Thursday, November 26, 2009

Cloud Security for PAAS and SAAS Use Cases

One of the really interesting things about working in the security area, is that you get to learn about a lot of different technologies. In order to work to integrate/diagnose/optimize security into some container, you have to get a pretty good understanding of that container works. This has created good opportunities for me to learn about a ton of different technologies over the years. But recently, I have to admit, I became a little uneasy when I started preparing for a meeting on securing their cloud.

I know that people use SOA and Cloud and PaaS (Platform as a Service), IaaS (Infrastructure as a Service) and SaaS (Software as a Service) in some what overlapping ways, and I am in no way an expert on "the cloud" and all of the different layers, but there have been two recent use cases, that I'm bundling in this post as "Cloud Security Use Cases".

PaaS Secured By Oracle Identity Management

So, in this case, the Platform is WLS. Imagine adding WLS instances on-demand, and having them pre-configured with applications, or just environment suitable for a certain class of applications. When the domain is configured, what should the security be? In this use case, lets assume that its impractical to have each domain be totally isolated. Isolation in this sense means that all of the security infrastructure is also contained inside of the Node (droplet?) in the Platform cloud. The WebLogic platform needs to make use of a shared Identity Management infrastructure - Web SSO, User Authentication, Audit.

The core security configuration in WebLogic Server for a domain in a realm. Configuring a realm to accept tokens from the Web SSO infrastructure is pretty straight forward - though typically there may be some Web SSO specific configuration like the creation of trust between the PEP and the PDP. Authentication is straight forward as well - all instances point to a common LDAP configuration. The audit configuration is simple as well - either local file audit or configured to point to a centralized service.

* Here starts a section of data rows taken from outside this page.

//! The rewrite-system boundary
//!
//! The TRS itself (rule storage, signature typing, reachability analysis)
//! is a collaborator. This module carries the minimal concrete types the
//! DP problem needs: a read-only `Trs` handle, rewrite rules, and the
//! `SymbolData` lookup store that rule-building collaborators populate.

use serde::{Deserialize, Serialize};
use std::collections::{BTreeMap, HashMap};
use std::fmt;

use crate::terms::{FunctionSymbol, MetaVariable, Term, Variable, VariablePool};

/// Mutable lookup store for the symbols met while building a rewrite
/// system. Function symbols persist for the lifetime of the store;
/// variables and meta-variables belong to the current rule environment and
/// are dropped by `clear_environment`. Within each namespace, the last
/// addition for a name wins.
#[derive(Debug, Clone, Default)]
pub struct SymbolData {
    functions: HashMap<String, FunctionSymbol>,
    variables: HashMap<String, Variable>,
    metas: HashMap<String, MetaVariable>,
}

impl SymbolData {
    /// Create an empty store.
    pub fn new() -> SymbolData {
        SymbolData::default()
    }

    /// Register a function symbol under its name.
    pub fn add_function_symbol(&mut self, symbol: FunctionSymbol) {
        self.functions.insert(symbol.name().to_string(), symbol);
    }

    /// Register a variable under its pool name.
    pub fn add_variable(&mut self, pool: &VariablePool, var: Variable) {
        self.variables.insert(pool.name(var).to_string(), var);
    }

    /// Register a meta-variable under its pool name.
    pub fn add_meta_variable(&mut self, pool: &VariablePool, var: MetaVariable) {
        self.metas.insert(pool.meta_name(var).to_string(), var);
    }

    /// Look up a function symbol by name.
    pub fn lookup_function_symbol(&self, name: &str) -> Option<&FunctionSymbol> {
        self.functions.get(name)
    }

    /// Look up a variable by name.
    pub fn lookup_variable(&self, name: &str) -> Option<Variable> {
        self.variables.get(name).copied()
    }

    /// Look up a meta-variable by name.
    pub fn lookup_meta_variable(&self, name: &str) -> Option<MetaVariable> {
        self.metas.get(name).copied()
    }

    /// Number of registered function symbols.
    pub fn function_symbol_count(&self) -> usize {
        self.functions.len()
    }

    /// Number of registered variables.
    pub fn variable_count(&self) -> usize {
        self.variables.len()
    }

    /// Number of registered meta-variables.
    pub fn meta_variable_count(&self) -> usize {
        self.metas.len()
    }

    /// Drop the current environment: variables and meta-variables are
    /// cleared, function symbols stay.
    pub fn clear_environment(&mut self) {
        self.variables.clear();
        self.metas.clear();
    }
}

/// A rewrite rule `lhs → rhs`.
#[derive(Debug, Clone, PartialEq, Eq, Serialize, Deserialize)]
pub struct Rule {
    lhs: Term,
    rhs: Term,
}

impl Rule {
    /// Create a rule.
    pub fn new(lhs: Term, rhs: Term) -> Rule {
        Rule { lhs, rhs }
    }

    /// The left-hand side.
    pub fn lhs(&self) -> &Term {
        &self.lhs
    }

    /// The right-hand side.
    pub fn rhs(&self) -> &Term {
        &self.rhs
    }

    /// Format this rule with variable names resolved through a pool.
    pub fn display<'a>(&'a self, pool: &'a VariablePool) -> RuleDisplay<'a> {
        RuleDisplay { rule: self, pool }
    }
}

/// Display wrapper for `Rule`.
pub struct RuleDisplay<'a> {
    rule: &'a Rule,
    pool: &'a VariablePool,
}

impl<'a> fmt::Display for RuleDisplay<'a> {
    fn fmt(&self, f: &mut fmt::Formatter<'_>) -> fmt::Result {
        write!(
            f,
            "{} → {}",
            self.rule.lhs.display(self.pool),
            self.rule.rhs.display(self.pool)
        )
    }
}

/// A term rewriting system: an alphabet of function symbols and a rule
/// list. Read-only from the analysis core's perspective.
#[derive(Debug, Clone, Default, PartialEq, Eq, Serialize, Deserialize)]
pub struct Trs {
    alphabet: BTreeMap<String, FunctionSymbol>,
    rules: Vec<Rule>,
}

impl Trs {
    /// Create a rewrite system from its alphabet and rules.
    pub fn new<I: IntoIterator<Item = FunctionSymbol>>(symbols: I, rules: Vec<Rule>) -> Trs {
        Trs {
            alphabet: symbols
                .into_iter()
                .map(|s| (s.name().to_string(), s))
                .collect(),
            rules,
        }
    }

    /// Look up an alphabet symbol by name.
    pub fn lookup_symbol(&self, name: &str) -> Option<&FunctionSymbol> {
        self.alphabet.get(name)
    }

    /// Iterate over the alphabet in name order.
    pub fn symbols(&self) -> impl Iterator<Item = &FunctionSymbol> {
        self.alphabet.values()
    }

    /// The rules of the system.
    pub fn rules(&self) -> &[Rule] {
        &self.rules
    }

    /// Number of rules.
    pub fn rule_count(&self) -> usize {
        self.rules.len()
    }
}

#[cfg(test)]
mod tests {
    use super::*;
    use crate::types::Type;

    #[test]
    fn test_symbol_data_basics() {
        let mut pool = VariablePool::new();
        let mut data = SymbolData::new();
        let bing = FunctionSymbol::new("bing", Type::sort("a"));
        let bong = pool.fresh_free("bong", Type::sort("b"));
        let bang = pool.fresh_meta("bang", Type::arrow(Type::sort("a"), Type::sort("b")), 1);

        data.add_function_symbol(bing.clone());
        assert_eq!(data.lookup_function_symbol("bing"), Some(&bing));
        assert_eq!(data.lookup_function_symbol("a"), None);
        data.add_variable(&pool, bong);
        assert_eq!(data.lookup_variable("bong"), Some(bong));
        assert_eq!(data.lookup_variable("bing"), None);
        data.add_meta_variable(&pool, bang);
        assert_eq!(data.lookup_meta_variable("bang"), Some(bang));
        assert_eq!(data.lookup_meta_variable("bong"), None);
        assert_eq!(data.lookup_meta_variable("bing"), None);
        assert_eq!(data.lookup_variable("bang"), None);

        data.clear_environment();
        assert_eq!(data.lookup_variable("bong"), None);
        assert_eq!(data.lookup_meta_variable("bang"), None);
        assert_eq!(data.lookup_function_symbol("bing"), Some(&bing));
    }

    #[test]
    fn test_symbol_data_counts() {
        let mut pool = VariablePool::new();
        let mut data = SymbolData::new();
        let bing = FunctionSymbol::new("bing", Type::sort("a"));
        let bongv = pool.fresh_free("bong", Type::sort("b"));
        let bongf = FunctionSymbol::new("bong", Type::sort("a"));
        let bang = pool.fresh_meta("bang", Type::arrow(Type::sort("a"), Type::sort("b")), 1);

        data.add_function_symbol(bing.clone());
        data.add_function_symbol(bongf);
        data.add_function_symbol(bing);
        assert_eq!(data.function_symbol_count(), 2);
        assert_eq!(data.variable_count(), 0);
        assert_eq!(data.meta_variable_count(), 0);
        data.add_variable(&pool, bongv);
        assert_eq!(data.function_symbol_count(), 2);
        assert_eq!(data.variable_count(), 1);
        assert_eq!(data.meta_variable_count(), 0);
        data.add_meta_variable(&pool, bang);
        assert_eq!(data.function_symbol_count(), 2);
        assert_eq!(data.variable_count(), 1);
        assert_eq!(data.meta_variable_count(), 1);
    }

    #[test]
    fn test_symbol_data_equal_named_symbols() {
        let mut pool = VariablePool::new();
        let mut data = SymbolData::new();
        let bing1 = FunctionSymbol::new("bing", Type::sort("a"));
        let bing2 = pool.fresh_free("bing", Type::sort("b"));
        let bing3 = pool.fresh_meta("bing", Type::arrow(Type::sort("a"), Type::sort("b")), 1);

        data.add_function_symbol(bing1.clone());
        data.add_variable(&pool, bing2);
        data.add_meta_variable(&pool, bing3);
        assert_eq!(data.lookup_function_symbol("bing"), Some(&bing1));
        assert_eq!(data.lookup_variable("bing"), Some(bing2));
        assert_eq!(data.lookup_meta_variable("bing"), Some(bing3));
    }

    #[test]
    fn test_symbol_data_lookup_non_existing() {
        let mut data = SymbolData::new();
        data.add_function_symbol(FunctionSymbol::new("bing", Type::sort("a")));
        assert_eq!(data.lookup_function_symbol("bong"), None);
        assert_eq!(data.lookup_variable("bing"), None);
        assert_eq!(data.lookup_meta_variable("bing"), None);
        assert_eq!(data.lookup_function_symbol("12"), None);
        assert_eq!(data.lookup_function_symbol("false"), None);
    }

    #[test]
    fn test_trs_alphabet_and_rules() {
        let mut pool = VariablePool::new();
        let o = Type::sort("o");
        let f = FunctionSymbol::new("f", Type::arrow(o.clone(), o.clone()));
        let a = FunctionSymbol::new("a", o.clone());
        let x = pool.fresh_free("x", o);
        let rule = Rule::new(
            Term::FnApp(f.clone(), vec![Term::Var(x)]),
            Term::Var(x),
        );
        let trs = Trs::new([f.clone(), a.clone()], vec![rule.clone()]);

        assert_eq!(trs.lookup_symbol("f"), Some(&f));
        assert_eq!(trs.lookup_symbol("g"), None);
        assert_eq!(trs.rule_count(), 1);
        assert_eq!(trs.rules()[0], rule);
        let names: Vec<&str> = trs.symbols().map(|s| s.name()).collect();
        assert_eq!(names, vec!["a", "f"]);
        assert_eq!(rule.display(&pool).to_string(), "f(x) → x");
    }
}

Authorization becomes a little more interesting. I think the type of authorization that needs to be configured depends of the requirements of the application(s) running on the domain. If you need basic JEE authorization, contained in the deployment descriptors of the application, you can use the default XACML provider. If you wanted centralized authorization, you'll need to deploy the realm with Custom Roles and Policies, and configured Authorization and Roles providers that support centralized management - like Oracle Entitlements Server (OES). OES administration is performed centrally from the OES admin server, but the policy enforcement can be done either inside of the container (WLS-SM) or from a central service (WebService/RMI-SM). The WLS-SM makes the decisions with lower latency, so its best for applications which require low-latency decisions. The WebService and RMI SM use the same engine and are just as fast, but once you add in the latency of SOAP or RMI, the latency goes up and through-put goes down. Essentialy, from a cloud perspective, you have a few different flavors of platform (JEE Security, Centralized Admin/Centralized Enforcement, Centralized Administration/Local Enforcement)

Obviously, in this model with applications running in the cloud, it would make sense to have the supporting Identity Management technologies running in a cloud as well, but that is a post for another day ;)

More details on using WebLogic and PAAS can be found here

Multi-tenant SaaS Secured By Oracle Identity Management

In this model, the Identity Management pieces are running as part of the application node. Basically, each domain of WebLogic Server uses its own Authenication and Authroization services. This is because each domain represents a unique customer of a service, and in this example, lets assume that there are rules prohibiting the sharing of data across customers. Cloud makes sense here, since its easy to isolate the customers from each other. But, what if a use case arises where their needs to be sharing of information across customers, for example if two customers merge or if several customers work in some sort of partnership.

The answer is to create a new domain for the merged company/partnership and then virtualize the information of each individual partner behind the new entity. This actually can be a pretty elegant solution to what is basically an edge case. 99% of the scenarios in multi-tenancy have customers isolated, but these use cases can add a lot of complexity - example: pushing down the tenant_id filter to the databaase or complexity with LDAP schema design. The preferred alternative here is to try to address these use cases with the cloud directly. In specific, use Oracle Virtual Directory (OVD) to build a unified view of all of the users and ODSI Suite to virtualize the data across the data of each individual partner.

Fortunately, WebLogic Server supports multiple realms, so you can configure a domain with one realm for each type of model you'll need in the cloud, and then you can simply switch the active realm for the domain. This means that once deployed, to change the way that the domain interacts with the Identity Management system can be changed very easily, which is the whole point of putting things in the "cloud" in the first place.


These use csaes are the first that I've seen with actual customers, but I suspect, given all of the excitement around the cloud, that there are more out there. I encourage people to share them on this blog, so that we can have a "grounded" discussion about this topic.